West Ham United: Mervyn Day, John McDowell, Tommy Taylor, Bobby Moore, Frank Lampard, Mick McGiven, Billy Bonds, Trevor Brooking (Keith Coleman), Graham Paddon, Bobby Gould, Clyde Best.

Club Connections

A long list of players have turned out for both West Ham United and Norwich City over the years. Robert Snodgrass welcomes his former club to east London, while Sam Byram returns to the club he left in the summer. Other players who have appeared for both clubs include:

Goalkeeper: Robert Green.

Defenders: Edward Wagstaff, Malky Mackay, John Gurkin, Elliott Ward, John McDowell, Kenny Brown, Calum Davenport, Fred Milnes, Charlie Craig, Mark Bowen, Steve Walford.

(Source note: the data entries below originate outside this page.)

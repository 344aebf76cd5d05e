use std::{cell::RefCell, rc::Rc};

use tracing::warn;

use crate::{
    location::normalize_location,
    navigation::{Location, RawLocation},
    params::{ParamValue, Params},
    path::resolve_path,
    route::Route,
    route_definition::{fill_params, Redirect, RouteConfig, RouteRecord, RouteTable},
};

/// Resolves navigation targets against a [`RouteTable`].
///
/// Matching never fails: targets that match nothing, or whose redirect cannot be followed,
/// produce a [`Route`] without matched records.
#[derive(Debug, Default)]
pub struct Matcher {
    table: RefCell<RouteTable>,
}

impl Matcher {
    pub fn new(routes: impl IntoIterator<Item = RouteConfig>) -> Self {
        Self {
            table: RefCell::new(RouteTable::new(routes)),
        }
    }

    /// Add more entries to the table.
    pub fn add_routes(&self, routes: impl IntoIterator<Item = RouteConfig>) {
        self.table.borrow_mut().append(routes);
    }

    /// Inspect the table.
    pub fn with_table<T>(&self, f: impl FnOnce(&RouteTable) -> T) -> T {
        f(&self.table.borrow())
    }

    /// Resolve `raw` relative to `current`.
    ///
    /// Named targets inherit required params they do not set from `current`. Path targets match
    /// the first entry in priority order. Redirect and alias entries are followed.
    pub fn match_route(
        &self,
        raw: impl Into<RawLocation>,
        current: Option<&Route>,
        redirected_from: Option<Location>,
    ) -> Route {
        let mut location = normalize_location(raw.into(), current, false);

        if let Some(name) = location.name.clone() {
            let record = self.table.borrow().by_name(&name).cloned();
            let Some(record) = record else {
                warn!("route with name {name:?} does not exist");
                return self.create_route(None, location, None);
            };

            let required: Vec<&str> = record
                .pattern()
                .map(|pattern| {
                    pattern
                        .keys()
                        .iter()
                        .filter(|key| !key.optional)
                        .map(|key| key.name.as_str())
                        .collect()
                })
                .unwrap_or_default();

            let params = location.params.get_or_insert_with(Params::new);
            if let Some(current) = current {
                for (key, value) in current.params() {
                    if !params.contains_key(key) && required.contains(&key.as_str()) {
                        params.insert(key.clone(), value.clone());
                    }
                }
            }

            let context = format!("named route {name:?}");
            location.path = Some(fill_params(record.path(), params, &context));
            return self.create_route(Some(record), location, redirected_from);
        }

        if let Some(path) = location.path.clone() {
            let found = self.table.borrow().ordered().find_map(|record| {
                let captures = record.pattern()?.exec(&path)?;
                let params = record
                    .pattern()?
                    .keys()
                    .iter()
                    .zip(captures)
                    .filter_map(|(key, capture)| {
                        capture.map(|value| (key.name.clone(), ParamValue::One(decode(value))))
                    })
                    .collect::<Params>();
                Some((record.clone(), params))
            });

            location.params = Some(Params::new());
            if let Some((record, params)) = found {
                location.params = Some(params);
                return self.create_route(Some(record), location, redirected_from);
            }
        }

        self.create_route(None, location, None)
    }

    fn create_route(
        &self,
        record: Option<Rc<RouteRecord>>,
        location: Location,
        redirected_from: Option<Location>,
    ) -> Route {
        if let Some(record) = &record {
            if let Some(redirect) = record.redirect.clone() {
                return self.redirect(record, redirect, redirected_from.unwrap_or(location));
            }
            if let Some(match_as) = &record.match_as {
                return self.alias(location, match_as);
            }
        }

        let matched = match &record {
            Some(record) => self.table.borrow().chain(record),
            None => Vec::new(),
        };
        Route::new(matched, &location, redirected_from)
    }

    fn redirect(&self, record: &Rc<RouteRecord>, redirect: Redirect, location: Location) -> Route {
        let redirect = match redirect {
            Redirect::Function(redirect) => {
                let chain = self.table.borrow().chain(record);
                redirect(&Route::new(chain, &location, None))
            }
            redirect => redirect,
        };

        let target = match redirect {
            Redirect::Path(path) => Location::path(path),
            Redirect::Location(target) => target,
            Redirect::Function(_) => {
                warn!("invalid redirect option for {:?}: a redirect function returned another function", record.path());
                return self.create_route(None, location, None);
            }
        };

        let query = target.query.clone().or_else(|| location.query.clone());
        let hash = target.hash.clone().or_else(|| location.hash.clone());
        let params = target.params.clone().or_else(|| location.params.clone());

        if let Some(name) = target.name {
            if self.table.borrow().by_name(&name).is_none() {
                warn!("redirect failed: named route {name:?} not found");
                return self.create_route(None, location, None);
            }

            let next = Location {
                name: Some(name),
                query,
                hash,
                params,
                normalized: true,
                ..Default::default()
            };
            return self.match_route(next, None, Some(location));
        }

        if let Some(path) = target.path {
            let parent = {
                let table = self.table.borrow();
                record
                    .parent
                    .and_then(|id| table.record(id))
                    .map(|parent| parent.path.clone())
            };
            let raw_path = resolve_path(&path, parent.as_deref().unwrap_or("/"), true);
            let context = format!("redirect route with path {raw_path:?}");
            let resolved = fill_params(&raw_path, &params.unwrap_or_default(), &context);

            let next = Location {
                path: Some(resolved),
                query,
                hash,
                normalized: true,
                ..Default::default()
            };
            return self.match_route(next, None, Some(location));
        }

        warn!("invalid redirect option for {:?}: no name or path", record.path());
        self.create_route(None, location, None)
    }

    fn alias(&self, mut location: Location, match_as: &str) -> Route {
        let context = format!("aliased route with path {match_as:?}");
        let aliased_path = fill_params(
            match_as,
            &location.params.clone().unwrap_or_default(),
            &context,
        );

        let aliased = self.match_route(
            Location {
                path: Some(aliased_path),
                normalized: true,
                ..Default::default()
            },
            None,
            None,
        );

        match aliased.matched().last().cloned() {
            Some(record) => {
                location.params = Some(aliased.params().clone());
                self.create_route(Some(record), location, None)
            }
            None => self.create_route(None, location, None),
        }
    }
}

fn decode(value: &str) -> String {
    match urlencoding::decode(value) {
        Ok(decoded) => decoded.into_owned(),
        Err(error) => {
            warn!(%error, "error decoding {value:?}, keeping the raw value");
            value.to_string()
        }
    }
}
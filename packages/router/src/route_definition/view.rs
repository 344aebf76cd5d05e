use std::{cell::RefCell, fmt::Debug, rc::Rc};

use crate::{async_components::ComponentLoader, guards::Component};

/// The name of the implicit view slot.
pub const DEFAULT_VIEW: &str = "default";

/// The content of a view slot.
#[derive(Clone)]
pub enum ViewSlot {
    Resolved(Component),
    /// Loaded the first time a navigation activates the record. Replaced by
    /// [`ViewSlot::Resolved`] once loaded.
    Lazy(LazyComponent),
}

impl ViewSlot {
    /// The component, if it is available.
    pub fn resolved(&self) -> Option<&Component> {
        match self {
            Self::Resolved(component) => Some(component),
            Self::Lazy(_) => None,
        }
    }
}

impl Debug for ViewSlot {
    fn fmt(&self, f: &mut std::fmt::Formatter<'_>) -> std::fmt::Result {
        match self {
            Self::Resolved(component) => f
                .debug_tuple("Resolved")
                .field(&component.name().unwrap_or("anonymous"))
                .finish(),
            Self::Lazy(lazy) => f.debug_tuple("Lazy").field(lazy).finish(),
        }
    }
}

/// A component produced by a factory.
///
/// The factory runs at most once per [`LazyComponent`] (clones included) while a load is in flight
/// or after it succeeded; the loaded component is remembered and reused by every record sharing
/// it. A failed load lets the next navigation call the factory again.
#[derive(Clone)]
pub struct LazyComponent {
    factory: Rc<dyn Fn(ComponentLoader)>,
    state: Rc<RefCell<LoadState>>,
}

enum LoadState {
    Idle,
    /// The factory was called. Loaders of later navigations wait for its outcome.
    Loading(Vec<ComponentLoader>),
    Resolved(Component),
}

impl LazyComponent {
    pub fn new(factory: impl Fn(ComponentLoader) + 'static) -> Self {
        Self {
            factory: Rc::new(factory),
            state: Rc::new(RefCell::new(LoadState::Idle)),
        }
    }

    /// The component, if the factory has delivered it.
    pub fn resolved(&self) -> Option<Component> {
        match &*self.state.borrow() {
            LoadState::Resolved(component) => Some(component.clone()),
            _ => None,
        }
    }

    /// Whether the factory was called and has not settled yet.
    pub fn is_loading(&self) -> bool {
        matches!(&*self.state.borrow(), LoadState::Loading(_))
    }

    /// Settle `loader` with the component, joining a load in flight or starting one.
    pub(crate) fn load(&self, loader: ComponentLoader) {
        let resolved = {
            let mut state = self.state.borrow_mut();
            match &mut *state {
                LoadState::Resolved(component) => Some(component.clone()),
                LoadState::Loading(waiting) => {
                    waiting.push(loader);
                    return;
                }
                LoadState::Idle => {
                    *state = LoadState::Loading(Vec::new());
                    None
                }
            }
        };

        match resolved {
            Some(component) => loader.resolve(component),
            None => (self.factory)(loader),
        }
    }

    /// Record the outcome of the factory. Returns the loaders that joined the load meanwhile.
    pub(crate) fn settle(&self, component: Option<Component>) -> Vec<ComponentLoader> {
        let next = match component {
            Some(component) => LoadState::Resolved(component),
            None => LoadState::Idle,
        };

        match std::mem::replace(&mut *self.state.borrow_mut(), next) {
            LoadState::Loading(waiting) => waiting,
            _ => Vec::new(),
        }
    }
}

impl Debug for LazyComponent {
    fn fmt(&self, f: &mut std::fmt::Formatter<'_>) -> std::fmt::Result {
        let state = match &*self.state.borrow() {
            LoadState::Idle => "idle",
            LoadState::Loading(_) => "loading",
            LoadState::Resolved(_) => "resolved",
        };
        f.debug_struct("LazyComponent").field("state", &state).finish()
    }
}
use tracing::warn;

use crate::{
    navigation::{Location, RawLocation},
    path::{parse_path, resolve_path},
    query::resolve_query,
    route::Route,
    route_definition::fill_params,
};

/// Turn a raw navigation target into a normalized [`Location`].
///
/// - Named and already normalized locations pass through.
/// - A location with params but no path changes the params of `current`: named routes keep their
///   name, unnamed ones get their leaf template filled with the merged params.
/// - Everything else is parsed into path, query and fragment, with the path resolved against the
///   path of `current` and explicit query values overriding parsed ones.
///
/// ```rust
/// # use waypoint_router::{location::normalize_location, navigation::RawLocation};
/// let location = normalize_location(RawLocation::from("/users?page=2#top"), None, false);
/// assert_eq!(location.path.as_deref(), Some("/users"));
/// assert_eq!(location.hash.as_deref(), Some("#top"));
/// ```
pub fn normalize_location(raw: RawLocation, current: Option<&Route>, append: bool) -> Location {
    let next = raw.into_location();
    if next.normalized || next.name.is_some() {
        return next;
    }

    if next.path.is_none() {
        if let (Some(params), Some(current)) = (&next.params, current) {
            let mut merged = current.params().clone();
            merged.extend(params.iter().map(|(key, value)| (key.clone(), value.clone())));

            let mut location = Location {
                normalized: true,
                ..next.clone()
            };
            if let Some(name) = current.name() {
                location.name = Some(name.to_string());
                location.params = Some(merged);
            } else if let Some(leaf) = current.matched().last() {
                let context = format!("path {}", current.path());
                location.path = Some(fill_params(leaf.path(), &merged, &context));
            } else {
                warn!("relative params navigation requires a current route");
            }
            return location;
        }

        if next.params.is_some() {
            warn!("relative params navigation requires a current route");
        }
    }

    let parsed = parse_path(next.path.as_deref().unwrap_or_default());
    let base = current.map(Route::path).unwrap_or("/");
    let path = match parsed.path.is_empty() {
        true => base.to_string(),
        false => resolve_path(&parsed.path, base, append || next.append),
    };

    let query = resolve_query(&parsed.query, next.query.as_ref());

    let hash = match next.hash.as_deref() {
        Some(hash) if !hash.is_empty() => hash.to_string(),
        _ => parsed.hash,
    };
    let hash = match hash.is_empty() || hash.starts_with('#') {
        true => hash,
        false => format!("#{hash}"),
    };

    Location {
        path: Some(path),
        query: Some(query),
        hash: Some(hash),
        replace: next.replace,
        normalized: true,
        ..Default::default()
    }
}
//! Location sources for the waypoint router.
//!
//! The router never talks to an address bar directly. It reads and persists the visible location
//! through a [`History`], which lets the same transition pipeline run against an in-memory
//! session stack, a fragment-based address (`/app/#/users/1`) or a native-history address
//! (`/app/users/1`).
//!
//! [`HashHistory`] and [`WebHistory`] do not own any storage themselves. They wrap an
//! address-level [`History`] (usually a [`MemoryHistory`] in tests, or a platform binding in an
//! application) and translate between route locations and full addresses.

use std::rc::Rc;

mod hash;
mod memory;
mod web;

pub use hash::*;
pub use memory::*;
pub use web::*;

/// An integration with some kind of navigation history.
///
/// All methods take `&self`; implementations keep their state behind interior mutability so a
/// single history can be shared between the router and the code driving it.
pub trait History {
    /// Get the current location as the router sees it: path, query and fragment.
    ///
    /// **Must start** with `/` for route locations. Address-level histories wrapped by
    /// [`HashHistory`] or [`WebHistory`] return the full address instead.
    ///
    /// ```rust
    /// # use waypoint_history::{History, MemoryHistory};
    /// let history = MemoryHistory::default();
    /// assert_eq!(history.current_location(), "/");
    ///
    /// history.push(String::from("/path"));
    /// assert_eq!(history.current_location(), "/path");
    /// ```
    #[must_use]
    fn current_location(&self) -> String;

    /// Get the prefix every address produced by this history starts with, if any.
    fn current_prefix(&self) -> Option<String> {
        None
    }

    /// Create a navigable entry for `location`. The previous location stays reachable through
    /// [`History::go_back`].
    fn push(&self, location: String);

    /// Swap the current entry for `location` without creating a new one.
    fn replace(&self, location: String);

    /// Move `delta` entries through the session history. Negative values go back.
    ///
    /// Out of range moves do nothing. A successful move is an external navigation from the
    /// router's point of view and must be reported through the [`History::updater`] callback.
    fn go(&self, delta: isize);

    /// Check whether there is a previous entry to navigate back to.
    ///
    /// If a [`History`] cannot know this, it should return [`true`].
    #[must_use]
    fn can_go_back(&self) -> bool {
        true
    }

    /// Go back one entry.
    fn go_back(&self) {
        self.go(-1)
    }

    /// Check whether there is a future entry to navigate forward to.
    ///
    /// If a [`History`] cannot know this, it should return [`true`].
    #[must_use]
    fn can_go_forward(&self) -> bool {
        true
    }

    /// Go forward one entry.
    fn go_forward(&self) {
        self.go(1)
    }

    /// Render a route location as an address usable in a link.
    fn href(&self, location: &str) -> String {
        location.to_string()
    }

    /// Provide the [`History`] with an update callback.
    ///
    /// Some histories receive location changes from outside the router (back/forward buttons,
    /// manual edits of the address). When that happens they call `callback`, which makes the
    /// router transition to the new [`History::current_location`].
    #[allow(unused_variables)]
    fn updater(&self, callback: Rc<dyn Fn()>) {}
}

/// Normalize a base prefix: ensure a leading `/`, drop a trailing `/`. An empty base stays empty.
///
/// ```rust
/// # use waypoint_history::normalize_base;
/// assert_eq!(normalize_base("app/"), "/app");
/// assert_eq!(normalize_base("/"), "");
/// assert_eq!(normalize_base(""), "");
/// ```
pub fn normalize_base(base: &str) -> String {
    if base.is_empty() {
        return String::new();
    }

    let mut base = match base.starts_with('/') {
        true => base.to_string(),
        false => format!("/{base}"),
    };
    if base.ends_with('/') {
        base.pop();
    }
    base
}

/// Collapse `//` into `/`.
pub(crate) fn clean_path(path: &str) -> String {
    path.replace("//", "/")
}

Midfielders: Bill Silor, Luke Chadwick, Matt Jarvis, Martin Peters, Gary O’Neil, Billy Linward, Henri Lansbury, Scott Parker, David Bentley, Dale Gordon, Johnny Sissons, Jimmy Neighbour, Graham Paddon, Matthew Rush.

Strikers: Billy Ingham, Justin Fashanu, Albert Foan, David Cross, Alex Birnie, Craig Bellamy, Freddie Kearns, John Hartson, Les Robinson, Tony Cottee, Ron Williams, Ted MacDougall, Alan Taylor, Dean Ashton.

In addition, Glenn Roeder has managed both clubs while ex-Hammers Ken Brown, Archie Macauley, John Bond and Chris Hughton have managed Norwich.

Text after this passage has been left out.